This is especially true in the automotive sector. Modern vehicles depend on semiconductors, advanced batteries, and complex sensor systems, all of which expose carmakers to new vulnerabilities. At the same time, sustainability expectations from regulators and consumers require greater transparency across the entire value chain. These shifts demand not the abandonment of the Kraljic Matrix, but rather its renewal. By weaving in artificial intelligence (AI), blockchain, and the internet of things (IoT), the framework becomes a dynamic decision-support system. In doing so, it allows procurement teams to predict risks, verify compliance, and manage suppliers with unprecedented precision.
Why the automotive industry needs a renewed framework
The automotive industry sits at the intersection of several global trends that challenge procurement. The most obvious of these is the semiconductor shortage that disrupted global vehicle production between 2020 and 2023 (Wishart-Smith, Forbes, 2024). Cars today are computers on wheels, requiring thousands of chips to manage everything from infotainment systems to advanced driver-assistance functions. A disruption in chip supply can idle assembly lines worldwide.

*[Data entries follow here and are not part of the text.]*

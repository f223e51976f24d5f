use serde::{Deserialize, Serialize};
use std::fmt;
use std::str::FromStr;

#[derive(Debug, Clone, Copy, PartialEq, Eq, Hash, Default, Serialize, Deserialize)]
#[serde(rename_all = "camelCase")]
pub enum ReadPreference {
    #[default]
    Primary,
    PrimaryPreferred,
    Secondary,
    SecondaryPreferred,
    Nearest,
}

impl ReadPreference {
    pub fn all_variants() -> &'static [ReadPreference] {
        &[
            ReadPreference::Primary,
            ReadPreference::PrimaryPreferred,
            ReadPreference::Secondary,
            ReadPreference::SecondaryPreferred,
            ReadPreference::Nearest,
        ]
    }

    /// Value of the `readPreference` URI option.
    pub fn as_str(self) -> &'static str {
        match self {
            ReadPreference::Primary => "primary",
            ReadPreference::PrimaryPreferred => "primaryPreferred",
            ReadPreference::Secondary => "secondary",
            ReadPreference::SecondaryPreferred => "secondaryPreferred",
            ReadPreference::Nearest => "nearest",
        }
    }
}

impl fmt::Display for ReadPreference {
    fn fmt(&self, f: &mut fmt::Formatter<'_>) -> fmt::Result {
        f.write_str(self.as_str())
    }
}

impl FromStr for ReadPreference {
    type Err = String;

    fn from_str(s: &str) -> Result<Self, Self::Err> {
        ReadPreference::all_variants()
            .iter()
            .copied()
            .find(|pref| pref.as_str().eq_ignore_ascii_case(s.trim()))
            .ok_or_else(|| format!("Unknown read preference: {}", s))
    }
}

Beyond semiconductors, the industry also faces the task of securing critical raw materials such as cobalt, lithium, and rare earth metals for electric vehicles. These resources are limited in supply and often tied to geopolitical hotspots. Added to this is the growing requirement for transparent, sustainable sourcing. Consumers want to know that the minerals in their EV batteries are ethically mined while regulators demand stricter environmental standards.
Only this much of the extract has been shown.